Provided records.
=======
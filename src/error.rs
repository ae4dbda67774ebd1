use axum::{
    Json,
    http::StatusCode,
    response::{IntoResponse, Response},
};
use serde::Serialize;
use thiserror::Error;

#[derive(Debug, Error)]
pub enum AppError {
    #[error("Validation error: {0}")]
    ValidationError(#[from] validator::ValidationErrors),

    #[error("Bad request: {0}")]
    BadRequest(anyhow::Error),

    #[error("Not found: {0}")]
    NotFound(anyhow::Error),

    #[error("Unauthorized: {0}")]
    Unauthorized(anyhow::Error),

    #[error("Forbidden: {0}")]
    Forbidden(anyhow::Error),

    #[error("Internal server error: {0}")]
    InternalError(#[from] anyhow::Error),

    #[error("Bad Gateway: {0}")]
    BadGateway(String),

    #[error("Database error: {0}")]
    DatabaseError(anyhow::Error),

    #[error("Invalid token: {0}")]
    InvalidToken(#[from] jsonwebtoken::errors::Error),

    #[error("Email error: {0}")]
    EmailError(String),

    #[error("Configuration error: {0}")]
    ConfigError(anyhow::Error),
}

impl From<std::io::Error> for AppError {
    fn from(err: std::io::Error) -> Self {
        AppError::InternalError(anyhow::Error::new(err))
    }
}

impl From<mongodb::error::Error> for AppError {
    fn from(err: mongodb::error::Error) -> Self {
        AppError::DatabaseError(anyhow::Error::new(err))
    }
}

impl IntoResponse for AppError {
    fn into_response(self) -> Response {
        #[derive(Serialize)]
        struct ErrorResponse {
            success: bool,
            error: String,
        }

        // Internal failures log the cause and return a generic message;
        // store and provider internals never reach the client.
        let (status, error_message) = match self {
            AppError::ValidationError(err) => {
                (StatusCode::BAD_REQUEST, err.to_string())
            }
            AppError::BadRequest(err) => (StatusCode::BAD_REQUEST, err.to_string()),
            AppError::NotFound(err) => (StatusCode::NOT_FOUND, err.to_string()),
            AppError::Unauthorized(err) => (StatusCode::UNAUTHORIZED, err.to_string()),
            AppError::Forbidden(err) => (StatusCode::FORBIDDEN, err.to_string()),
            AppError::InternalError(err) => {
                tracing::error!(error = %err, "Internal error");
                (
                    StatusCode::INTERNAL_SERVER_ERROR,
                    "Internal server error".to_string(),
                )
            }
            AppError::BadGateway(msg) => {
                tracing::error!(error = %msg, "Upstream provider error");
                (StatusCode::BAD_GATEWAY, "Upstream provider error".to_string())
            }
            AppError::DatabaseError(err) => {
                tracing::error!(error = %err, "Database error");
                (
                    StatusCode::INTERNAL_SERVER_ERROR,
                    "Internal server error".to_string(),
                )
            }
            AppError::InvalidToken(err) => {
                tracing::debug!(error = %err, "Token validation failed");
                (
                    StatusCode::UNAUTHORIZED,
                    "Not authorized to access this route".to_string(),
                )
            }
            AppError::EmailError(msg) => {
                tracing::error!(error = %msg, "Email delivery failed");
                (
                    StatusCode::INTERNAL_SERVER_ERROR,
                    "Email could not be sent".to_string(),
                )
            }
            AppError::ConfigError(err) => {
                tracing::error!(error = %err, "Configuration error");
                (
                    StatusCode::INTERNAL_SERVER_ERROR,
                    "Internal server error".to_string(),
                )
            }
        };

        (
            status,
            Json(ErrorResponse {
                success: false,
                error: error_message,
            }),
        )
            .into_response()
    }
}
use axum::{
    extract::{Path, State},
    http::StatusCode,
    response::IntoResponse,
    Json,
};
use chrono::{Duration, Utc};
use mongodb::bson::{doc, Document};
use rand::RngCore;
use sha2::{Digest, Sha256};
use validator::Validate;

use crate::dtos::{
    DataResponse, ForgotPasswordPayload, LoginPayload, RegisterPayload, ResetPasswordPayload,
    TokenResponse, UpdateDetailsPayload, UpdatePasswordPayload, UserResponse,
};
use crate::error::AppError;
use crate::middleware::AuthUser;
use crate::models::{Role, User};
use crate::startup::AppState;
use crate::utils::password::{hash_password, verify_password};

const RESET_TOKEN_TTL_MINUTES: i64 = 10;

fn invalid_credentials() -> AppError {
    AppError::Unauthorized(anyhow::anyhow!("Invalid credentials"))
}

pub async fn register(
    State(state): State<AppState>,
    Json(payload): Json<RegisterPayload>,
) -> Result<impl IntoResponse, AppError> {
    payload.validate()?;

    if state.db.email_taken(&payload.email, None).await? {
        return Err(AppError::BadRequest(anyhow::anyhow!(
            "Email already registered"
        )));
    }

    let role: Role = payload.role.map(Into::into).unwrap_or(Role::User);
    let password_hash = hash_password(&payload.password)?;
    let user = User::new(payload.name, payload.email, role, password_hash);

    state
        .db
        .users()
        .insert_one(&user, None)
        .await
        .map_err(AppError::from)?;

    tracing::info!(user_id = %user.id, role = %user.role, "User registered");

    let token = state.jwt.generate_token(&user.id)?;
    Ok((
        StatusCode::CREATED,
        Json(TokenResponse {
            success: true,
            token,
        }),
    ))
}

pub async fn login(
    State(state): State<AppState>,
    Json(payload): Json<LoginPayload>,
) -> Result<impl IntoResponse, AppError> {
    payload.validate()?;

    // Unknown email and wrong password are indistinguishable to the caller.
    let user = state
        .db
        .users()
        .find_one(doc! { "email": &payload.email }, None)
        .await
        .map_err(AppError::from)?
        .ok_or_else(invalid_credentials)?;

    verify_password(&payload.password, &user.password).map_err(|_| invalid_credentials())?;

    let token = state.jwt.generate_token(&user.id)?;
    Ok(Json(TokenResponse {
        success: true,
        token,
    }))
}

pub async fn logout() -> impl IntoResponse {
    // Tokens are stateless; logout is an acknowledgement for clients that
    // discard their copy.
    Json(DataResponse::new(serde_json::json!({})))
}

pub async fn me(
    State(state): State<AppState>,
    AuthUser(current): AuthUser,
) -> Result<impl IntoResponse, AppError> {
    let user = state
        .db
        .users()
        .find_one(doc! { "_id": &current.id }, None)
        .await
        .map_err(AppError::from)?
        .ok_or_else(|| AppError::NotFound(anyhow::anyhow!("User not found")))?;

    Ok(Json(DataResponse::new(UserResponse::from(user))))
}

pub async fn update_details(
    State(state): State<AppState>,
    AuthUser(current): AuthUser,
    Json(payload): Json<UpdateDetailsPayload>,
) -> Result<impl IntoResponse, AppError> {
    payload.validate()?;

    let mut set = Document::new();
    if let Some(name) = payload.name {
        set.insert("name", name);
    }
    if let Some(email) = payload.email {
        if state.db.email_taken(&email, Some(&current.id)).await? {
            return Err(AppError::BadRequest(anyhow::anyhow!(
                "Email already registered"
            )));
        }
        set.insert("email", email);
    }
    if set.is_empty() {
        return Err(AppError::BadRequest(anyhow::anyhow!("Nothing to update")));
    }

    let options = mongodb::options::FindOneAndUpdateOptions::builder()
        .return_document(mongodb::options::ReturnDocument::After)
        .build();

    let updated = state
        .db
        .users()
        .find_one_and_update(doc! { "_id": &current.id }, doc! { "$set": set }, options)
        .await
        .map_err(AppError::from)?
        .ok_or_else(|| AppError::NotFound(anyhow::anyhow!("User not found")))?;

    Ok(Json(DataResponse::new(UserResponse::from(updated))))
}

pub async fn update_password(
    State(state): State<AppState>,
    AuthUser(current): AuthUser,
    Json(payload): Json<UpdatePasswordPayload>,
) -> Result<impl IntoResponse, AppError> {
    payload.validate()?;

    let user = state
        .db
        .users()
        .find_one(doc! { "_id": &current.id }, None)
        .await
        .map_err(AppError::from)?
        .ok_or_else(|| AppError::NotFound(anyhow::anyhow!("User not found")))?;

    verify_password(&payload.current_password, &user.password)
        .map_err(|_| AppError::Unauthorized(anyhow::anyhow!("Password is incorrect")))?;

    let new_hash = hash_password(&payload.new_password)?;
    state
        .db
        .users()
        .update_one(
            doc! { "_id": &current.id },
            doc! { "$set": { "password": new_hash } },
            None,
        )
        .await
        .map_err(AppError::from)?;

    let token = state.jwt.generate_token(&current.id)?;
    Ok(Json(TokenResponse {
        success: true,
        token,
    }))
}

pub async fn forgot_password(
    State(state): State<AppState>,
    Json(payload): Json<ForgotPasswordPayload>,
) -> Result<impl IntoResponse, AppError> {
    payload.validate()?;

    let user = state
        .db
        .users()
        .find_one(doc! { "email": &payload.email }, None)
        .await
        .map_err(AppError::from)?
        .ok_or_else(|| AppError::NotFound(anyhow::anyhow!("There is no user with that email")))?;

    // The raw token goes to the user; only its SHA-256 hash is stored.
    let mut token_bytes = [0u8; 20];
    rand::thread_rng().fill_bytes(&mut token_bytes);
    let reset_token = hex::encode(token_bytes);
    let hashed = hex::encode(Sha256::digest(reset_token.as_bytes()));

    let expire = mongodb::bson::DateTime::from_chrono(
        Utc::now() + Duration::minutes(RESET_TOKEN_TTL_MINUTES),
    );

    state
        .db
        .users()
        .update_one(
            doc! { "_id": &user.id },
            doc! { "$set": {
                "reset_password_token": &hashed,
                "reset_password_expire": expire,
            }},
            None,
        )
        .await
        .map_err(AppError::from)?;

    if let Err(e) = state
        .email
        .send_password_reset_email(&user.email, &reset_token)
        .await
    {
        // Undo the stored token so a half-completed request leaves no
        // dangling reset state.
        state
            .db
            .users()
            .update_one(
                doc! { "_id": &user.id },
                doc! { "$unset": {
                    "reset_password_token": "",
                    "reset_password_expire": "",
                }},
                None,
            )
            .await
            .map_err(AppError::from)?;
        return Err(e);
    }

    Ok(Json(DataResponse::new("Email sent".to_string())))
}

pub async fn reset_password(
    State(state): State<AppState>,
    Path(reset_token): Path<String>,
    Json(payload): Json<ResetPasswordPayload>,
) -> Result<impl IntoResponse, AppError> {
    payload.validate()?;

    let hashed = hex::encode(Sha256::digest(reset_token.as_bytes()));
    let now = mongodb::bson::DateTime::from_chrono(Utc::now());

    let user = state
        .db
        .users()
        .find_one(
            doc! {
                "reset_password_token": &hashed,
                "reset_password_expire": { "$gt": now },
            },
            None,
        )
        .await
        .map_err(AppError::from)?
        .ok_or_else(|| AppError::BadRequest(anyhow::anyhow!("Invalid token")))?;

    let new_hash = hash_password(&payload.password)?;
    state
        .db
        .users()
        .update_one(
            doc! { "_id": &user.id },
            doc! {
                "$set": { "password": new_hash },
                "$unset": {
                    "reset_password_token": "",
                    "reset_password_expire": "",
                },
            },
            None,
        )
        .await
        .map_err(AppError::from)?;

    tracing::info!(user_id = %user.id, "Password reset completed");

    let token = state.jwt.generate_token(&user.id)?;
    Ok(Json(TokenResponse {
        success: true,
        token,
    }))
}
=======
Exercise goal. Copy out every line of the listing that includes the string "mongodb".

Your solution.
impl From<mongodb::error::Error> for AppError {
    fn from(err: mongodb::error::Error) -> Self {
use mongodb::bson::{doc, Document};
    let options = mongodb::options::FindOneAndUpdateOptions::builder()
        .return_document(mongodb::options::ReturnDocument::After)
    let expire = mongodb::bson::DateTime::from_chrono(
    let now = mongodb::bson::DateTime::from_chrono(Utc::now());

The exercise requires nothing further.